Macromolecular Research

, Volume 26, Issue 6, pp 521–528 | Cite as

Self-Assembly of Carbon Nanotubes and Boron Nitride via Electrostatic Interaction for Epoxy Composites of High Thermal Conductivity and Electrical Resistivity

  • Minh Canh Vu
  • Tuan Sang Tran
  • Young Han Bae
  • Min Ji Yu
  • Vu Chi Doan
  • Jae Heung Lee
  • Tae Kyu An
  • Sung-Ryong Kim


The self-assembled oxidized carbon nanotubes (oCNTs) with the silane functionalized hexagonal boron nitrides (oCNTs@fBN) via electrostatic interaction were used to improve the thermal conductivity while maintaining the electrical insulation properties of the epoxy composites. The oCNTs were separately immobilized on the edges of hexagonal boron nitride (hBN), which prevent oCNTs from continuously contacting with each other.
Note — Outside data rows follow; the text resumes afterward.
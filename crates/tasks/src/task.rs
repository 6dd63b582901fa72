use core::str::FromStr;

use chrono::{DateTime, NaiveDate, Utc};
use serde::{Deserialize, Serialize};
use thiserror::Error;

use taskboard_core::{DomainError, DomainResult, FieldErrors, TaskId, UserId};

pub const MAX_TITLE_LEN: usize = 255;

// ─────────────────────────────────────────────────────────────────────────────
// Status
// ─────────────────────────────────────────────────────────────────────────────

/// Task status.
///
/// The usual lifecycle is pending → in_progress → completed, but any actor
/// allowed to update a task may set any status in any order.
#[derive(Debug, Copy, Clone, PartialEq, Eq, Hash, Serialize, Deserialize, Default)]
#[serde(rename_all = "snake_case")]
pub enum TaskStatus {
    #[default]
    Pending,
    InProgress,
    Completed,
}

impl TaskStatus {
    pub fn as_str(&self) -> &'static str {
        match self {
            TaskStatus::Pending => "pending",
            TaskStatus::InProgress => "in_progress",
            TaskStatus::Completed => "completed",
        }
    }
}

impl core::fmt::Display for TaskStatus {
    fn fmt(&self, f: &mut core::fmt::Formatter<'_>) -> core::fmt::Result {
        f.write_str(self.as_str())
    }
}

#[derive(Debug, Error, Clone, PartialEq, Eq)]
#[error("the selected status is invalid (expected one of: pending, in_progress, completed)")]
pub struct UnknownStatus(pub String);

impl FromStr for TaskStatus {
    type Err = UnknownStatus;

    fn from_str(s: &str) -> Result<Self, Self::Err> {
        match s.trim() {
            "pending" => Ok(TaskStatus::Pending),
            "in_progress" => Ok(TaskStatus::InProgress),
            "completed" => Ok(TaskStatus::Completed),
            other => Err(UnknownStatus(other.to_string())),
        }
    }
}

// ─────────────────────────────────────────────────────────────────────────────
// Task
// ─────────────────────────────────────────────────────────────────────────────

/// A persisted task.
///
/// # Invariants
/// - `title` is non-empty and at most 255 characters.
/// - `owner_id` references an existing user (the store cascades deletes).
#[derive(Debug, Clone, PartialEq, Eq, Serialize, Deserialize)]
pub struct Task {
    pub id: TaskId,
    pub title: String,
    pub description: Option<String>,
    pub status: TaskStatus,
    pub due_date: Option<NaiveDate>,
    pub owner_id: UserId,
    pub created_at: DateTime<Utc>,
    pub updated_at: DateTime<Utc>,
}

impl Task {
    /// Materialize a draft once the store has assigned an id.
    pub fn from_draft(id: TaskId, draft: TaskDraft) -> Self {
        Self {
            id,
            title: draft.title,
            description: draft.description,
            status: draft.status,
            due_date: draft.due_date,
            owner_id: draft.owner_id,
            created_at: draft.created_at,
            updated_at: draft.created_at,
        }
    }

    /// Apply a validated patch. Authorization for the patch (including any
    /// owner change) must already have been decided.
    pub fn apply(&mut self, patch: TaskPatch, at: DateTime<Utc>) {
        if let Some(title) = patch.title {
            self.title = title;
        }
        if let Some(description) = patch.description {
            self.description = description;
        }
        if let Some(status) = patch.status {
            self.status = status;
        }
        if let Some(due_date) = patch.due_date {
            self.due_date = due_date;
        }
        if let Some(owner_id) = patch.owner_id {
            self.owner_id = owner_id;
        }
        self.updated_at = at;
    }
}

/// Listing filter. `owner: None` lists every owner's tasks.
#[derive(Debug, Copy, Clone, Default, PartialEq, Eq)]
pub struct TaskFilter {
    pub owner: Option<UserId>,
    pub status: Option<TaskStatus>,
}

impl TaskFilter {
    pub fn matches(&self, task: &Task) -> bool {
        self.owner.is_none_or(|owner| task.owner_id == owner)
            && self.status.is_none_or(|status| task.status == status)
    }
}

// ─────────────────────────────────────────────────────────────────────────────
// Create
// ─────────────────────────────────────────────────────────────────────────────

/// Raw create input. Status and due date stay strings so that bad values
/// become field errors instead of body rejections.
#[derive(Debug, Clone, Default, Deserialize)]
pub struct NewTaskInput {
    pub title: Option<String>,
    pub description: Option<String>,
    pub status: Option<String>,
    pub due_date: Option<String>,
}

/// A validated task ready to be inserted; the store assigns the id.
#[derive(Debug, Clone, PartialEq, Eq)]
pub struct TaskDraft {
    pub title: String,
    pub description: Option<String>,
    pub status: TaskStatus,
    pub due_date: Option<NaiveDate>,
    pub owner_id: UserId,
    pub created_at: DateTime<Utc>,
}

impl NewTaskInput {
    /// Validate into a draft owned by `owner_id`.
    ///
    /// A due date, when given, must fall strictly after `today`.
    pub fn validate(self, owner_id: UserId, today: NaiveDate, at: DateTime<Utc>) -> DomainResult<TaskDraft> {
        let mut errors = FieldErrors::new();

        let title = match self.title {
            None => {
                errors.add("title", "the title field is required");
                None
            }
            Some(t) => check_title(&mut errors, t),
        };

        let status = match self.status {
            None => Some(TaskStatus::default()),
            Some(raw) => parse_status(&mut errors, &raw),
        };

        let due_date = match self.due_date.as_deref().map(str::trim) {
            None | Some("") => None,
            Some(raw) => match parse_due_date(&mut errors, raw) {
                Some(date) if date <= today => {
                    errors.add("due_date", "the due date must be a date after today");
                    None
                }
                other => other,
            },
        };

        match (title, status) {
            (Some(title), Some(status)) if errors.is_empty() => Ok(TaskDraft {
                title,
                description: normalize_description(self.description),
                status,
                due_date,
                owner_id,
                created_at: at,
            }),
            _ => Err(DomainError::Validation(errors)),
        }
    }
}

// ─────────────────────────────────────────────────────────────────────────────
// Update
// ─────────────────────────────────────────────────────────────────────────────

/// Raw update input. For `description` and `due_date` the outer `Option`
/// says whether the field was sent, the inner whether it is set or cleared.
#[derive(Debug, Clone, Default)]
pub struct TaskPatchInput {
    pub title: Option<String>,
    pub description: Option<Option<String>>,
    pub status: Option<String>,
    pub due_date: Option<Option<String>>,
    pub owner_id: Option<UserId>,
}

#[derive(Debug, Clone, Default, PartialEq, Eq)]
pub struct TaskPatch {
    pub title: Option<String>,
    pub description: Option<Option<String>>,
    pub status: Option<TaskStatus>,
    pub due_date: Option<Option<NaiveDate>>,
    pub owner_id: Option<UserId>,
}

impl TaskPatchInput {
    pub fn validate(self) -> DomainResult<TaskPatch> {
        let mut errors = FieldErrors::new();

        let title = self.title.and_then(|t| check_title(&mut errors, t));
        let status = self.status.and_then(|raw| parse_status(&mut errors, &raw));
        let due_date = match self.due_date {
            None => None,
            Some(None) => Some(None),
            Some(Some(raw)) if raw.trim().is_empty() => Some(None),
            Some(Some(raw)) => parse_due_date(&mut errors, raw.trim()).map(Some),
        };

        errors.into_result()?;
        Ok(TaskPatch {
            title,
            description: self.description.map(normalize_description),
            status,
            due_date,
            owner_id: self.owner_id,
        })
    }
}

impl TaskPatchInput {
    /// The new owner, if this update moves the task to a different user.
    ///
    /// Works on unvalidated input.
    pub fn reassignment(&self, task: &Task) -> Option<UserId> {
        self.owner_id.filter(|owner| *owner != task.owner_id)
    }
}

// ─────────────────────────────────────────────────────────────────────────────
// Field rules
// ─────────────────────────────────────────────────────────────────────────────

fn check_title(errors: &mut FieldErrors, title: String) -> Option<String> {
    let title = title.trim().to_string();
    if title.is_empty() {
        errors.add("title", "the title field is required");
        return None;
    }
    if title.chars().count() > MAX_TITLE_LEN {
        errors.add(
            "title",
            format!("the title may not be greater than {MAX_TITLE_LEN} characters"),
        );
        return None;
    }
    Some(title)
}

fn parse_status(errors: &mut FieldErrors, raw: &str) -> Option<TaskStatus> {
    match raw.parse::<TaskStatus>() {
        Ok(status) => Some(status),
        Err(e) => {
            errors.add("status", e.to_string());
            None
        }
    }
}

/// Accepts `YYYY-MM-DD` or an RFC 3339 timestamp (its UTC date is used).
pub fn parse_date(raw: &str) -> Option<NaiveDate> {
    NaiveDate::parse_from_str(raw, "%Y-%m-%d").ok().or_else(|| {
        DateTime::parse_from_rfc3339(raw)
            .ok()
            .map(|dt| dt.with_timezone(&Utc).date_naive())
    })
}

fn parse_due_date(errors: &mut FieldErrors, raw: &str) -> Option<NaiveDate> {
    let date = parse_date(raw);
    if date.is_none() {
        errors.add("due_date", "the due date is not a valid date");
    }
    date
}

fn normalize_description(description: Option<String>) -> Option<String> {
    description.filter(|d| !d.trim().is_empty())
}

// ─────────────────────────────────────────────────────────────────────────────
// Tests
// ─────────────────────────────────────────────────────────────────────────────

#[cfg(test)]
mod tests {
    use super::*;
    use proptest::prelude::*;

    const OWNER: UserId = UserId::new(3);

    fn today() -> NaiveDate {
        NaiveDate::from_ymd_opt(2026, 6, 15).unwrap()
    }

    fn input(title: &str) -> NewTaskInput {
        NewTaskInput {
            title: Some(title.to_string()),
            ..Default::default()
        }
    }

    fn field_names(err: DomainError) -> Vec<&'static str> {
        match err {
            DomainError::Validation(f) => f.fields().collect(),
            other => panic!("expected validation error, got {other:?}"),
        }
    }

    fn task() -> Task {
        let draft = input("Write report").validate(OWNER, today(), Utc::now()).unwrap();
        Task::from_draft(TaskId::new(1), draft)
    }

    #[test]
    fn create_defaults_to_pending() {
        let draft = input("  Write report ").validate(OWNER, today(), Utc::now()).unwrap();
        assert_eq!(draft.title, "Write report");
        assert_eq!(draft.status, TaskStatus::Pending);
        assert_eq!(draft.owner_id, OWNER);
        assert_eq!(draft.due_date, None);
    }

    #[test]
    fn create_reports_every_bad_field() {
        let err = NewTaskInput {
            title: Some(String::new()),
            description: None,
            status: Some("invalid_status".into()),
            due_date: Some("invalid_date".into()),
        }
        .validate(OWNER, today(), Utc::now())
        .unwrap_err();

        assert_eq!(field_names(err), vec!["due_date", "status", "title"]);
    }

    #[test]
    fn create_requires_future_due_date() {
        let mut i = input("Plan");
        i.due_date = Some("2026-06-15".into());
        assert_eq!(
            field_names(i.validate(OWNER, today(), Utc::now()).unwrap_err()),
            vec!["due_date"]
        );

        let mut i = input("Plan");
        i.due_date = Some("2026-06-16T08:00:00Z".into());
        let draft = i.validate(OWNER, today(), Utc::now()).unwrap();
        assert_eq!(draft.due_date, NaiveDate::from_ymd_opt(2026, 6, 16));
    }

    #[test]
    fn title_length_is_bounded() {
        let exact = "a".repeat(MAX_TITLE_LEN);
        assert!(input(&exact).validate(OWNER, today(), Utc::now()).is_ok());

        let long = "a".repeat(MAX_TITLE_LEN + 1);
        assert_eq!(
            field_names(input(&long).validate(OWNER, today(), Utc::now()).unwrap_err()),
            vec!["title"]
        );
    }

    #[test]
    fn update_accepts_past_due_dates_and_clearing() {
        let patch = TaskPatchInput {
            due_date: Some(Some("2020-01-01".into())),
            ..Default::default()
        }
        .validate()
        .unwrap();
        assert_eq!(patch.due_date, Some(NaiveDate::from_ymd_opt(2020, 1, 1)));

        let patch = TaskPatchInput {
            due_date: Some(None),
            description: Some(None),
            ..Default::default()
        }
        .validate()
        .unwrap();
        assert_eq!(patch.due_date, Some(None));
        assert_eq!(patch.description, Some(None));
    }

    #[test]
    fn update_rejects_empty_title_and_bad_values() {
        let err = TaskPatchInput {
            title: Some(String::new()),
            status: Some("invalid_status".into()),
            due_date: Some(Some("invalid_date".into())),
            ..Default::default()
        }
        .validate()
        .unwrap_err();
        assert_eq!(field_names(err), vec!["due_date", "status", "title"]);
    }

    #[test]
    fn status_may_jump_straight_to_completed() {
        let mut t = task();
        let patch = TaskPatchInput {
            status: Some("completed".into()),
            ..Default::default()
        }
        .validate()
        .unwrap();
        t.apply(patch, Utc::now());
        assert_eq!(t.status, TaskStatus::Completed);
    }

    #[test]
    fn reassignment_only_counts_real_owner_changes() {
        let t = task();
        let same = TaskPatchInput {
            owner_id: Some(OWNER),
            ..Default::default()
        };
        assert_eq!(same.reassignment(&t), None);

        let other = TaskPatchInput {
            owner_id: Some(UserId::new(99)),
            ..Default::default()
        };
        assert_eq!(other.reassignment(&t), Some(UserId::new(99)));
    }

    #[test]
    fn filter_matches_owner_and_status() {
        let t = task();
        assert!(TaskFilter::default().matches(&t));
        assert!(TaskFilter { owner: Some(OWNER), status: Some(TaskStatus::Pending) }.matches(&t));
        assert!(!TaskFilter { owner: Some(UserId::new(4)), status: None }.matches(&t));
        assert!(!TaskFilter { owner: None, status: Some(TaskStatus::Completed) }.matches(&t));
    }

    #[test]
    fn status_serializes_snake_case() {
        assert_eq!(
            serde_json::to_string(&TaskStatus::InProgress).unwrap(),
            "\"in_progress\""
        );
    }

    proptest! {
        #[test]
        fn any_non_blank_short_title_is_accepted(title in "[A-Za-z0-9][A-Za-z0-9 ]{0,200}") {
            let draft = input(&title).validate(OWNER, today(), Utc::now()).unwrap();
            prop_assert_eq!(draft.title, title.trim().to_string());
        }
    }
}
The thermal conductivity and volume resistivity of oCNTs@fBN filler loaded epoxy composites were measured and compared with the epoxy composites with a filler of hBN, a mixed filler of oCNTs, and silane functionalized hBN (fBN). The thermal conductivity of the epoxy composites containing 20 wt% of oCNTs@fBN10 was 1.26 W·m-1·K-1, which is higher than 600% compared to that of neat epoxy and the volume resistivity of the epoxy composites was in an insulation region even at high content of oCNTs@fBN filler. The significant improvement in thermal conductivity was attributed to the formation of linkages between oCNTs and fBN and the good compatibility of oCNTs@fBN in the epoxy matrix.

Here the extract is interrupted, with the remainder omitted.